Collected data:
☆ ☆ ☆ ☆ ☆ ☆ ☆

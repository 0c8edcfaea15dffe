//! Packet dispatch: request/response correlation, reassembly and fan-out.
//!
//! Every decoded inbound packet flows through [`PacketDispatcher::on_packet`].
//! Routing order:
//!
//! 1. Device-side failure reports fail the pending request they name.
//! 2. A packet matching an outstanding correlation key completes (or feeds)
//!    that pending request — at most once; a late duplicate falls through
//!    and is treated as a plain notification.
//! 3. Multi-segment families feed their reassembly accumulator and emit the
//!    assembled entity to subscribers when complete.
//! 4. Everything fans out to category subscribers; a packet nobody consumed
//!    is counted as dropped.
//!
//! Timeouts, cancellation and connection teardown all resolve through the
//! same rule: whoever removes the pending entry first owns the completion,
//! the loser is a no-op.

pub mod pending;
pub mod reassembly;

pub use pending::{CorrelationKey, PendingKind, PendingTicket, RequestOutcome};
pub use reassembly::{AlertTableAssembler, SectionSetAssembler, SweepSetAssembler};

use std::collections::HashMap;
use std::sync::Mutex;
use std::time::Duration;

use bytes::Bytes;
use tokio::sync::broadcast;

use crate::data::{AlertTable, DisplayData};
use crate::error::{EspError, Result};
use crate::packets::{Packet, ResponseBody, ResponsePacket};

use pending::PendingEntry;

/// Channel depth for notification fan-out.
const SUBSCRIBER_CAPACITY: usize = 64;

/// A known packet id whose payload did not fit its shape.
#[derive(Debug, Clone, PartialEq)]
pub struct MalformedReport {
    /// Wire packet id.
    pub packet_id: u8,
    /// Raw payload as received.
    pub payload: Bytes,
}

/// Dispatch counters for diagnostics.
#[derive(Debug, Clone, Copy, Default, PartialEq, Eq)]
pub struct DispatchStats {
    /// Packets no pending request or subscriber consumed.
    pub dropped: u64,
    /// Responses that matched a key after its request had completed.
    pub late_responses: u64,
    /// Malformed payload reports.
    pub malformed: u64,
}

struct Inner {
    pending: HashMap<CorrelationKey, PendingEntry>,
    alert_assembler: AlertTableAssembler,
    busy_ids: Vec<u8>,
    stats: DispatchStats,
}

/// Routes decoded packets to pending requests, accumulators and
/// subscribers.
pub struct PacketDispatcher {
    inner: Mutex<Inner>,
    packets_tx: broadcast::Sender<Packet>,
    alerts_tx: broadcast::Sender<AlertTable>,
    display_tx: broadcast::Sender<DisplayData>,
    busy_tx: broadcast::Sender<Vec<u8>>,
    malformed_tx: broadcast::Sender<MalformedReport>,
}

impl PacketDispatcher {
    pub fn new() -> Self {
        Self {
            inner: Mutex::new(Inner {
                pending: HashMap::new(),
                alert_assembler: AlertTableAssembler::new(),
                busy_ids: Vec::new(),
                stats: DispatchStats::default(),
            }),
            packets_tx: broadcast::channel(SUBSCRIBER_CAPACITY).0,
            alerts_tx: broadcast::channel(SUBSCRIBER_CAPACITY).0,
            display_tx: broadcast::channel(SUBSCRIBER_CAPACITY).0,
            busy_tx: broadcast::channel(SUBSCRIBER_CAPACITY).0,
            malformed_tx: broadcast::channel(SUBSCRIBER_CAPACITY).0,
        }
    }

    // Pending requests ----------------------------------------------------

    /// Register a pending request under `key`.
    ///
    /// # Errors
    ///
    /// [`EspError::RequestInFlight`] if a live entry already holds the key;
    /// the protocol has no transaction ids, so two identical keys in flight
    /// would make correlation ambiguous.
    pub fn register(
        &self,
        key: CorrelationKey,
        request_id: u8,
        kind: PendingKind,
    ) -> Result<PendingTicket> {
        let mut inner = self.inner.lock().unwrap();
        if let Some(existing) = inner.pending.get(&key) {
            if existing.is_abandoned() {
                inner.pending.remove(&key);
            } else {
                return Err(EspError::RequestInFlight(key.response_id, key.device));
            }
        }
        let (entry, rx) = PendingEntry::new(request_id, kind);
        inner.pending.insert(key, entry);
        Ok(PendingTicket { key, rx })
    }

    /// Await a registered request's outcome, bounded by `timeout`.
    ///
    /// Exactly-once completion is guaranteed under the response/timeout
    /// race: a response that arrives strictly before the deadline wins even
    /// when both fire in the same poll.
    pub async fn wait(&self, ticket: PendingTicket, timeout: Duration) -> Result<RequestOutcome> {
        let PendingTicket { key, mut rx } = ticket;
        match tokio::time::timeout(timeout, &mut rx).await {
            Ok(Ok(outcome)) => outcome,
            // Sender dropped without completing: teardown raced us.
            Ok(Err(_)) => Err(EspError::ConnectionLost),
            Err(_) => {
                let removed = self.inner.lock().unwrap().pending.remove(&key);
                if removed.is_some() {
                    Err(EspError::RequestTimeout(key.response_id))
                } else {
                    // The entry is gone: the response side won the race and
                    // its outcome is already in the channel.
                    match rx.try_recv() {
                        Ok(outcome) => outcome,
                        Err(_) => Err(EspError::RequestTimeout(key.response_id)),
                    }
                }
            }
        }
    }

    /// Cancel a pending request. Later matches for the key become plain
    /// notifications.
    pub fn cancel(&self, key: CorrelationKey) {
        if let Some(entry) = self.inner.lock().unwrap().pending.remove(&key) {
            let _ = entry.complete(Err(EspError::RequestCancelled));
        }
    }

    /// Fail every pending request and drop all partial reassembly state.
    /// Called on connection teardown.
    pub fn fail_all(&self, reason: fn() -> EspError) {
        let entries: Vec<PendingEntry> = {
            let mut inner = self.inner.lock().unwrap();
            inner.alert_assembler.clear();
            inner.busy_ids.clear();
            inner.pending.drain().map(|(_, e)| e).collect()
        };
        for entry in entries {
            let _ = entry.complete(Err(reason()));
        }
    }

    /// Number of requests currently in flight.
    pub fn pending_count(&self) -> usize {
        self.inner.lock().unwrap().pending.len()
    }

    // Inbound -------------------------------------------------------------

    /// Route one decoded inbound packet.
    pub fn on_packet(&self, packet: Packet) {
        let mut consumed = false;

        if let Packet::Response(response) = &packet {
            if response.body.is_failure() {
                consumed |= self.fail_reported_request(response);
            }
            consumed |= self.route_to_pending(response);
            consumed |= self.route_unsolicited(response);
        }

        // Every packet reaches the generic subscribers, matched or not.
        let observed = self.packets_tx.send(packet.clone()).is_ok();

        if !consumed && !observed {
            let mut inner = self.inner.lock().unwrap();
            inner.stats.dropped += 1;
            tracing::debug!(id = ?packet.packet_id(), origin = %packet.origin(), "packet dropped");
        }
    }

    /// Surface a malformed-payload decode failure.
    pub fn report_malformed(&self, packet_id: u8, payload: Bytes) {
        self.inner.lock().unwrap().stats.malformed += 1;
        tracing::warn!(packet_id, len = payload.len(), "malformed payload");
        let _ = self.malformed_tx.send(MalformedReport { packet_id, payload });
    }

    /// Complete or feed the pending request matching this response.
    fn route_to_pending(&self, response: &ResponsePacket) -> bool {
        let key = CorrelationKey::new(response.frame.packet_id_byte(), response.frame.origin());
        let mut inner = self.inner.lock().unwrap();

        let Some(mut entry) = inner.pending.remove(&key) else {
            return false;
        };

        let outcome = match &mut entry.kind {
            PendingKind::Single => Some(RequestOutcome::Packet(response.clone())),
            PendingKind::SweepSet(assembler) => {
                let definition = match &response.body {
                    ResponseBody::SweepDefinition(d) => Some(*d),
                    ResponseBody::DefaultSweepDefinition(d) => Some(*d),
                    _ => None,
                };
                match definition {
                    Some(d) => assembler.add(d).map(RequestOutcome::SweepSet),
                    None => None,
                }
            }
            PendingKind::SectionSet(assembler) => match &response.body {
                ResponseBody::SweepSections(sections) => {
                    assembler.add(sections.clone()).map(RequestOutcome::SectionSet)
                }
                _ => None,
            },
        };

        match outcome {
            Some(outcome) => {
                drop(inner);
                if !entry.complete(Ok(outcome)) {
                    // The caller cancelled; the response demotes to a plain
                    // notification.
                    self.inner.lock().unwrap().stats.late_responses += 1;
                    return false;
                }
                true
            }
            None => {
                // Multi-segment request still accumulating.
                inner.pending.insert(key, entry);
                true
            }
        }
    }

    /// Fail the pending request a device-side failure report names.
    fn fail_reported_request(&self, response: &ResponsePacket) -> bool {
        let (bad_id, reason) = match &response.body {
            ResponseBody::Unsupported(id) => (*id, "request not supported"),
            ResponseBody::NotProcessed(id) => (*id, "request not processed"),
            ResponseBody::DataError(id) => (*id, "data error"),
            _ => return false,
        };
        let origin = pending::canonical_device(response.frame.origin());

        let entry = {
            let mut inner = self.inner.lock().unwrap();
            let key = inner
                .pending
                .iter()
                .find(|(k, e)| e.request_id == bad_id && k.device == origin)
                .map(|(k, _)| *k);
            key.and_then(|k| inner.pending.remove(&k))
        };

        match entry {
            Some(entry) => {
                tracing::info!(request_id = bad_id, device = %origin, reason, "request rejected by device");
                let _ = entry.complete(Err(EspError::RequestRejected {
                    device: origin,
                    request_id: bad_id,
                    reason,
                }));
                true
            }
            None => false,
        }
    }

    /// Feed unsolicited streams: display data, alert tables, busy reports.
    fn route_unsolicited(&self, response: &ResponsePacket) -> bool {
        match &response.body {
            ResponseBody::DisplayData(display) => self.display_tx.send(*display).is_ok(),
            ResponseBody::AlertData(alert) => {
                let table = self.inner.lock().unwrap().alert_assembler.add(*alert);
                match table {
                    Some(table) => self.alerts_tx.send(table).is_ok(),
                    // Partial tables count as consumed: the accumulator took
                    // the packet.
                    None => true,
                }
            }
            ResponseBody::V1Busy(ids) => {
                self.inner.lock().unwrap().busy_ids = ids.clone();
                self.busy_tx.send(ids.clone()).is_ok()
            }
            _ => false,
        }
    }

    // Subscriptions -------------------------------------------------------

    /// Every decoded packet, in arrival order.
    pub fn packets(&self) -> broadcast::Receiver<Packet> {
        self.packets_tx.subscribe()
    }

    /// Fully assembled alert tables.
    pub fn alert_tables(&self) -> broadcast::Receiver<AlertTable> {
        self.alerts_tx.subscribe()
    }

    /// Display-data notifications.
    pub fn display_data(&self) -> broadcast::Receiver<DisplayData> {
        self.display_tx.subscribe()
    }

    /// Busy-id reports from the V1.
    pub fn busy(&self) -> broadcast::Receiver<Vec<u8>> {
        self.busy_tx.subscribe()
    }

    /// Malformed-payload reports.
    pub fn malformed(&self) -> broadcast::Receiver<MalformedReport> {
        self.malformed_tx.subscribe()
    }

    /// Request ids the V1 most recently reported busy.
    pub fn busy_ids(&self) -> Vec<u8> {
        self.inner.lock().unwrap().busy_ids.clone()
    }

    /// Dispatch counters.
    pub fn stats(&self) -> DispatchStats {
        self.inner.lock().unwrap().stats
    }
}

impl Default for PacketDispatcher {
    fn default() -> Self {
        Self::new()
    }
}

☆ ☆ ☆ ☆ ☆ ☆ ☆

Goal of the exercise:
In the records above, find the lines holding "PendingTicket". Copy each one.

Solution to the exercise:
pub use pending::{CorrelationKey, PendingKind, PendingTicket, RequestOutcome};
    ) -> Result<PendingTicket> {
        Ok(PendingTicket { key, rx })
    pub async fn wait(&self, ticket: PendingTicket, timeout: Duration) -> Result<RequestOutcome> {
        let PendingTicket { key, mut rx } = ticket;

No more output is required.